We have reviewed your Section 510(k) premarket notification of intent to market the device referenced above and have determined the device is substantially equivalent (for the indications for use stated in the enclosure) to legally marketed predicate devices marketed in interstate commerce prior to May 28, 1976, the enactment date of the Medical Device Amendments, or to devices that have been reclassified in accordance with the provisions of the Federal Food, Drug, and Cosmetic Act (Act) that do not require approval of a premarket approval application (PMA). You may, therefore, market the device, subject to the general controls provisions of the Act. Although this letter refers to your product as a device, please be aware that some cleared products may instead be combination products. The 510(k) Premarket Notification Database located at https://www.accessdata.fda.gov/scripts/cdrh/cfdocs/cfpmn/pmn.cfm identifies combination product submissions. The general controls provisions of the Act include requirements for annual registration, listing of devices, good manufacturing practice, labeling, and prohibitions against misbranding and adulteration. Please note: CDRH does not evaluate information related to contract liability warranties. We remind you, however, that device labeling must be truthful and not misleading.

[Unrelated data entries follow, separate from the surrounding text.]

//! Domain model for submissions and review comments.

mod comment;
mod error;
mod submission;

pub use comment::{CommentId, SubmissionComment};
pub use error::ParseSubmissionStatusError;
pub use submission::{Submission, SubmissionId, SubmissionStatus};
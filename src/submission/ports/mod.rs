//! Port contracts for submission persistence and the remote task service.

mod repository;
mod task_client;

pub use repository::{
    SubmissionCommentRepository, SubmissionRepository, SubmissionRepositoryError,
    SubmissionRepositoryResult,
};
pub use task_client::{TaskClientError, TaskClientResult, TaskServiceClient};
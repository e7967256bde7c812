//! Unit tests for the submission module.

mod lifecycle_tests;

If your device is classified (see above) into either class II (Special Controls) or class III (PMA), it may be subject to additional controls. Existing major regulations affecting your device can be found in the Code of Federal Regulations, Title 21, Parts 800 to 898. In addition, FDA may publish further announcements concerning your device in the Federal Register.

1

Please be advised that FDA's issuance of a substantial equivalence determination does not mean that FDA has made a determination that your device complies with other requirements of the Act or any Federal statutes and regulations administered by other Federal agencies. You must comply with all the Act's requirements, including, but not limited to: registration and listing (21 CFR Part 807); labeling (21 CFR Part 801); medical device reporting of medical device-related adverse events) (21 CFR 803) for devices or postmarketing safety reporting (21 CFR 4, Subpart B) for combination products (see https://www.fda.gov/combination-products/guidance-regulatory-information/postmarketing-safety-reportingcombination-products); good manufacturing practice requirements as set forth in the quality systems (QS) regulation (21 CFR Part 820) for devices or current good manufacturing practices (21 CFR 4, Subpart A) for combination products; and, if applicable, the electronic product radiation control provisions (Sections 531-542 of the Act); 21 CFR 1000-1050.

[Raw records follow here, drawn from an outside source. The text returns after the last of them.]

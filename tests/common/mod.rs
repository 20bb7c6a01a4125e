// Each integration test file is a separate binary; helpers not used in every
// binary would otherwise trigger dead_code warnings from clippy.
#![allow(dead_code)]

use axum::{
    body::Body,
    http::{header, Method, Request, StatusCode},
    routing::get,
    Router,
};
use http_body_util::BodyExt;
use serde_json::Value;
use tower::ServiceExt;

use pin_extractor::{handlers, state::AppState};

/// Build the application router with a real outbound client.
pub fn create_test_app() -> Router {
    let state = AppState::new().expect("Failed to build HTTP client");
    Router::new()
        .route("/", get(handlers::pins::get_pin))
        .route("/health", get(handlers::health_check))
        .with_state(state)
}

// ── Upstream helpers ─────────────────────────────────────────────────────────

/// Serve `app` on an ephemeral localhost port and return its base URL.
pub async fn spawn_upstream(app: Router) -> String {
    let listener = tokio::net::TcpListener::bind("127.0.0.1:0")
        .await
        .expect("Failed to bind upstream listener");
    let addr = listener.local_addr().unwrap();
    tokio::spawn(async move {
        axum::serve(listener, app).await.unwrap();
    });
    format!("http://{addr}")
}

/// Serve a fixed HTML page at `/pin/` and return its URL.
pub async fn spawn_pin_page(html: String) -> String {
    let app = Router::new().route(
        "/pin/",
        get(move || {
            let html = html.clone();
            async move { ([(header::CONTENT_TYPE, "text/html; charset=utf-8")], html) }
        }),
    );
    format!("{}/pin/", spawn_upstream(app).await)
}

/// Wrap a pin record the way the closeup page embeds it.
pub fn closeup_payload(pin: Value) -> Value {
    serde_json::json!({
        "requestParameters": { "name": "CloseupDetailQuery", "options": {} },
        "response": { "data": { "v3GetPinQuery": { "data": pin } } }
    })
}

pub fn relay_script(body: &str) -> String {
    format!(r#"<script data-relay-response="true" type="application/json">{body}</script>"#)
}

pub fn html_page(scripts: &[String]) -> String {
    format!(
        "<!DOCTYPE html><html><head><title>Pin</title></head><body><div id=\"root\"></div>{}</body></html>",
        scripts.concat()
    )
}

/// `/?url=<percent-encoded target>`
pub fn pin_uri(target: &str) -> String {
    format!("/?url={}", urlencoding::encode(target))
}

// ── Request helpers ──────────────────────────────────────────────────────────

pub async fn get_json(app: Router, uri: &str) -> (StatusCode, Value) {
    let req = Request::builder()
        .method(Method::GET)
        .uri(uri)
        .body(Body::empty())
        .unwrap();
    send(app, req).await
}

async fn send(app: Router, req: Request<Body>) -> (StatusCode, Value) {
    let response = app.oneshot(req).await.unwrap();
    let status = response.status();
    let bytes = response.into_body().collect().await.unwrap().to_bytes();
    let json: Value = serde_json::from_slice(&bytes).unwrap_or(Value::Null);
    (status, json)
}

Also, please note the regulation entitled, "Misbranding by reference to premarket notification" (21 CFR Part 807.97). For questions regarding the reporting of adverse events under the MDR regulation (21 CFR Part 803), please go to https://www.fda.gov/medical-device-safety/medical-device-reportingmdr-how-report-medical-device-problems.

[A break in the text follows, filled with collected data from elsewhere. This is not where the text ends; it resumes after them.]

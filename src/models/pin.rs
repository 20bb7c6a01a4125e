use serde::ser::SerializeMap;
use serde::{Serialize, Serializer};
use serde_json::{Number, Value};

/// Normalized pin returned by `GET /?url=`.
///
/// Every field is always serialized; missing source data shows up as
/// `null`, `""`, `false` or an empty collection, never as an absent key.
#[derive(Debug, Clone, Serialize)]
pub struct PinDto {
    pub pin_id: Option<String>,
    pub title: String,
    pub description: String,
    pub seo_title: String,
    pub created_at: String,
    pub dominant_color: Option<String>,
    pub media_type: MediaType,
    pub best_url: Option<String>,
    pub original_pinner: Option<PinnerDto>,
    pub current_pinner: Option<PinnerDto>,
    pub board: BoardDto,
    pub stats: StatsDto,
    pub tags: Vec<Value>,
    pub seo_breadcrumbs: Vec<Value>,
    pub all_images: LabeledMap<String>,
    pub video_info: Option<VideoInfoDto>,
    pub extra: ExtraDto,
}

#[derive(Debug, Clone, Copy, PartialEq, Eq, Serialize)]
#[serde(rename_all = "lowercase")]
pub enum MediaType {
    Video,
    Gif,
    Image,
}

#[derive(Debug, Clone, Serialize)]
pub struct PinnerDto {
    pub id: Option<String>,
    pub username: String,
    pub name: String,
    pub profile: ProfileImagesDto,
    pub followers: Option<Number>,
    pub verified: bool,
}

#[derive(Debug, Clone, Serialize)]
pub struct ProfileImagesDto {
    pub small: String,
    pub medium: String,
    pub large: String,
}

#[derive(Debug, Clone, Serialize)]
pub struct BoardDto {
    pub name: String,
    pub url: String,
    pub pin_count: Option<Number>,
}

#[derive(Debug, Clone, Serialize)]
pub struct StatsDto {
    pub saves: Option<Number>,
    pub repins: Option<Number>,
    pub shares: Option<Number>,
    pub comments: Option<Number>,
}

/// Video summary. The scalar fields mirror the first quality that reported
/// a duration.
#[derive(Debug, Clone, Default, Serialize)]
pub struct VideoInfoDto {
    pub duration: Option<Number>,
    pub width: Option<Number>,
    pub height: Option<Number>,
    pub thumbnail: Option<String>,
    pub qualities: LabeledMap<VideoQualityDto>,
}

#[derive(Debug, Clone, Serialize)]
pub struct VideoQualityDto {
    pub url: Option<String>,
    pub width: Option<Number>,
    pub height: Option<Number>,
    pub duration: Option<Number>,
    pub thumbnail: Option<String>,
}

#[derive(Debug, Clone, Serialize)]
pub struct ExtraDto {
    pub is_promoted: bool,
    pub domain: String,
    pub category: String,
}

// ============================================================================
// Ordered label map
// ============================================================================

/// JSON object whose keys serialize in insertion order.
///
/// Labels come from fixed tables, so ordering is part of the response
/// contract regardless of how the serializer stores maps.
#[derive(Debug, Clone, PartialEq)]
pub struct LabeledMap<V>(Vec<(&'static str, V)>);

impl<V> LabeledMap<V> {
    pub fn new() -> Self {
        LabeledMap(Vec::new())
    }

    pub fn insert(&mut self, label: &'static str, value: V) {
        self.0.push((label, value));
    }

    pub fn get(&self, label: &str) -> Option<&V> {
        self.0.iter().find(|(l, _)| *l == label).map(|(_, v)| v)
    }

    pub fn labels(&self) -> Vec<&'static str> {
        self.0.iter().map(|(l, _)| *l).collect()
    }

    pub fn len(&self) -> usize {
        self.0.len()
    }

    pub fn is_empty(&self) -> bool {
        self.0.is_empty()
    }
}

impl<V> Default for LabeledMap<V> {
    fn default() -> Self {
        Self::new()
    }
}

impl<V: Serialize> Serialize for LabeledMap<V> {
    fn serialize<S>(&self, serializer: S) -> Result<S::Ok, S::Error>
    where
        S: Serializer,
    {
        let mut map = serializer.serialize_map(Some(self.0.len()))?;
        for (label, value) in &self.0 {
            map.serialize_entry(label, value)?;
        }
        map.end()
    }
}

For comprehensive regulatory information about mediation-emitting products, including information about labeling regulations, please see Device Advice (https://www.fda.gov/medicaldevices/device-advice-comprehensive-regulatory-assistance) and CDRH Learn (https://www.fda.gov/training-and-continuing-education/cdrh-learn). Additionally, you may contact the Division of Industry and Consumer Education (DICE) to ask a question about a specific regulatory topic. See the DICE website (https://www.fda.gov/medical-device-advice-comprehensive-regulatoryassistance/contact-us-division-industry-and-consumer-education-dice) for more information or contact DICE by email (DICE@fda.hhs.gov) or phone (1-800-638-2041 or 301-796-7100).

Sincerely.

Daniel G. Walter, Jr. Assistant Director DHT3A: Division of Renal, Gastrointestinal, Obesity and Transplant Devices OHT3: Office of GastroRenal, ObGyn, General Hospital and Urology Devices Office of Product Evaluation and Quality Center for Devices and Radiological Health

Enclosure

2

Indications for Use

510(k) Number (if known) K192339

Device Name

TeslaTome Bipolar Sphincterotome and Tesla Bipolar Active Cord

Indications for Use (Describe)

The TeslaTome Bipolar Sphincterotome is intended for cannulation of the ductal system and sphincterotomy. If preloaded, also aids in bridging difficult strictures during ERCP (endoscopic retrograde cholangiopancreatography). Also indicated for sphincterotome-aided, wire-guided selective cannulation of the biliary ducts.

The Tesla Bipolar Active Cord is used to connect the TeslaTome to compatible electrosurgical generators.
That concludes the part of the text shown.